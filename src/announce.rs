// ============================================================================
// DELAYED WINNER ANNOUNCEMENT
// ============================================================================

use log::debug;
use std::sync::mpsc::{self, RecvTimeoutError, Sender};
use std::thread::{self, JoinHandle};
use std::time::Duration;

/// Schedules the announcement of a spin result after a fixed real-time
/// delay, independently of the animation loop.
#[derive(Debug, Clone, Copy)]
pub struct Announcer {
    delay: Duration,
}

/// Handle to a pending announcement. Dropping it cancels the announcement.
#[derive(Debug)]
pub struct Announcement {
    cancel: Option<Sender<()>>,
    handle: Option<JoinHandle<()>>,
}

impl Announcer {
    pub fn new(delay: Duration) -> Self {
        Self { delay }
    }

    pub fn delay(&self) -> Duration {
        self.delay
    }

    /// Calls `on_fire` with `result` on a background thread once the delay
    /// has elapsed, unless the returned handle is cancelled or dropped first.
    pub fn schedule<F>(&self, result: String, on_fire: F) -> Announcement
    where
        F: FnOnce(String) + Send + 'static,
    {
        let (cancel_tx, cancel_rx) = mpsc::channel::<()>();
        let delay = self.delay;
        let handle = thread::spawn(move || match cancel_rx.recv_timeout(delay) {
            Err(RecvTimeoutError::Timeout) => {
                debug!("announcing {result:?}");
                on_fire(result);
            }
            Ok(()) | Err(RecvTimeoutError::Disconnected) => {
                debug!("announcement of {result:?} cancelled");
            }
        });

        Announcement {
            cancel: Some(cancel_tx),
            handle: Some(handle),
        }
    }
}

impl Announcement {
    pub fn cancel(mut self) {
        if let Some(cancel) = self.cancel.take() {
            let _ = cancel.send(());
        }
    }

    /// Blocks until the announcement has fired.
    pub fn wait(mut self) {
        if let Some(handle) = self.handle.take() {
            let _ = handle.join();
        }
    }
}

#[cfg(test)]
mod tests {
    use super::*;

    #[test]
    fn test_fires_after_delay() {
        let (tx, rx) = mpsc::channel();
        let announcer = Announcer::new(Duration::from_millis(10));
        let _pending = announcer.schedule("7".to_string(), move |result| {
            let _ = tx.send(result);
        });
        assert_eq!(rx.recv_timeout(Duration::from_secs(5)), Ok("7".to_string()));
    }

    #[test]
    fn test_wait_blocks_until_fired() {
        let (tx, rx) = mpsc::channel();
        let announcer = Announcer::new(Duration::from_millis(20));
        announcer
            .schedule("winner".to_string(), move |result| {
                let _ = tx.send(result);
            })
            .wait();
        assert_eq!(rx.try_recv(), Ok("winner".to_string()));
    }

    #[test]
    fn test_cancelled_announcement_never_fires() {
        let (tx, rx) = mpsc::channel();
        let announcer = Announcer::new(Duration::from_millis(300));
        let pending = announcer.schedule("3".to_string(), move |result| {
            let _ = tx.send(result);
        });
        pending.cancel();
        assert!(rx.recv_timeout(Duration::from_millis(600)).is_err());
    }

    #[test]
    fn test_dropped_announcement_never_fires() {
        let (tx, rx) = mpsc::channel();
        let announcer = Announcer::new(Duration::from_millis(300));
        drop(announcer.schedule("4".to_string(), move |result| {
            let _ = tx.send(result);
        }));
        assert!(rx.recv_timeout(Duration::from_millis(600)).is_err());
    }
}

━━━━━━━━━━━━━━━━━━━━━━━━━━━━━━

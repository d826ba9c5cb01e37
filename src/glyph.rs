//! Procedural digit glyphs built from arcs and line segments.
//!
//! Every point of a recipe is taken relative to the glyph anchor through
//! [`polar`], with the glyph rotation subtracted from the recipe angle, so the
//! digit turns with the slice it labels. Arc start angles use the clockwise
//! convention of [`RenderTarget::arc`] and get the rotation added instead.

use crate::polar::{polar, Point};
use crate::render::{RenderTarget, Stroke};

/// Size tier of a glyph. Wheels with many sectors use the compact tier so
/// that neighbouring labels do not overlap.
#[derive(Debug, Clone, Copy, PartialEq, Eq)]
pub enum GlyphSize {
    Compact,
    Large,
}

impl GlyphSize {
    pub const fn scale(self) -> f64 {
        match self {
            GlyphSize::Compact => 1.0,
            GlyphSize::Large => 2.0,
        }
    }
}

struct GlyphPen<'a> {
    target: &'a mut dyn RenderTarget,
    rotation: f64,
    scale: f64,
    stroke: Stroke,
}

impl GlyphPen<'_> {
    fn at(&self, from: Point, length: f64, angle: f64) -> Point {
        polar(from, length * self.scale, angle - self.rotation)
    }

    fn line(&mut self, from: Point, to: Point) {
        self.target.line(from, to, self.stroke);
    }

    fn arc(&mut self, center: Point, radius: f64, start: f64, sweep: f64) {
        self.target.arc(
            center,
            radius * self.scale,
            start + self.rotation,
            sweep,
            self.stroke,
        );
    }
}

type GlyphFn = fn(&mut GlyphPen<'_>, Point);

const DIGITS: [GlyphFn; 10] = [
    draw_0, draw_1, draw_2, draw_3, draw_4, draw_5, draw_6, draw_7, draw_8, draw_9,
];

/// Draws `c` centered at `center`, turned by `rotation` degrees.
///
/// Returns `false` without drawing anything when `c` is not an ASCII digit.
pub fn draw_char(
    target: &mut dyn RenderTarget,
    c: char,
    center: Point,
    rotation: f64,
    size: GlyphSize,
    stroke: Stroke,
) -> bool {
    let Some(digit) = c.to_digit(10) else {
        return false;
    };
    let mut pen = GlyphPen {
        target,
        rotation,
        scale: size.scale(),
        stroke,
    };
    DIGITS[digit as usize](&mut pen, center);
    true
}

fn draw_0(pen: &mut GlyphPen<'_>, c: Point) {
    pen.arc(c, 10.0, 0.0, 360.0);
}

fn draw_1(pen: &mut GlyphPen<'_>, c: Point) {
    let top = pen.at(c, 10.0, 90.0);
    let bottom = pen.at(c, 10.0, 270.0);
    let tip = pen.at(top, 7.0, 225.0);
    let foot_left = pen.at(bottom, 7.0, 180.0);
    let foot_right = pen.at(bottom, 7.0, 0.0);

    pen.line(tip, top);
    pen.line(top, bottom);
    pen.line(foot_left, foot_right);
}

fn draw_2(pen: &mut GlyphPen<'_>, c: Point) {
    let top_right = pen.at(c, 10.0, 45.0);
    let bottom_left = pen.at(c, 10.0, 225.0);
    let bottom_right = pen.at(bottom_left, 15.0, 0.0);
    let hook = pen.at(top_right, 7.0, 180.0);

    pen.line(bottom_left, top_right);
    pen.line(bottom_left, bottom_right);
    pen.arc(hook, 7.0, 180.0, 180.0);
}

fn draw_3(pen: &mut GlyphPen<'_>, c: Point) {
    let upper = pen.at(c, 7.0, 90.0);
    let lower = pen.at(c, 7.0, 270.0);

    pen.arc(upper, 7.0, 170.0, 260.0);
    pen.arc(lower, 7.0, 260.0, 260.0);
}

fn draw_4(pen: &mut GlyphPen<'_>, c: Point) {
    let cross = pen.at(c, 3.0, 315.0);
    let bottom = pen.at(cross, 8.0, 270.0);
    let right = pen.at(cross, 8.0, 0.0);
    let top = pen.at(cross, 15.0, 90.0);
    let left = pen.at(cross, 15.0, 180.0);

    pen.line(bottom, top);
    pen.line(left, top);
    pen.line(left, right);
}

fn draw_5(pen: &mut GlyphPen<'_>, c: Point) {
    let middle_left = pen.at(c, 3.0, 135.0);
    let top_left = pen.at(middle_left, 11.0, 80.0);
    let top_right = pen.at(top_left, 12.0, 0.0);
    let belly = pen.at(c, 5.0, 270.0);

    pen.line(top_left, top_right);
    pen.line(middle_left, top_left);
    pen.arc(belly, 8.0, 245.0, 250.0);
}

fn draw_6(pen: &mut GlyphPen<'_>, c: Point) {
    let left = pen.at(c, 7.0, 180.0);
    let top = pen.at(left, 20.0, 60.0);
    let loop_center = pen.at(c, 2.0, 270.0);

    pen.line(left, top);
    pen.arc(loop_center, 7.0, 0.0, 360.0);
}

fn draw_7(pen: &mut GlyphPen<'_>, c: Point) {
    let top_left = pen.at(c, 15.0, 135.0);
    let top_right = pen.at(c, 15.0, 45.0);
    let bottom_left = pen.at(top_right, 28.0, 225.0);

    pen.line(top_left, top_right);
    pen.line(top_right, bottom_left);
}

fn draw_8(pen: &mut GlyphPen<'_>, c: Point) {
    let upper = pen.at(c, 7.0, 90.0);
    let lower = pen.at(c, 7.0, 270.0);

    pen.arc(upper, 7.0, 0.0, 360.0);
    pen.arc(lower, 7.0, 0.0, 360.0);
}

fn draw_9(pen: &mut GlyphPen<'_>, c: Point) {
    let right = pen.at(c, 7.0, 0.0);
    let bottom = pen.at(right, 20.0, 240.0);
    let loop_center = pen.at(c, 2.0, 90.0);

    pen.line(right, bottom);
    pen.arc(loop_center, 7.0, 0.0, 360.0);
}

━━━━━━━━━━━━━━━━━━━━━━━━━━━━━━

What lines in the records contain the word "labels"? Return each one.

Finished task:
//! digit turns with the slice it labels. Arc start angles use the clockwise
/// that neighbouring labels do not overlap.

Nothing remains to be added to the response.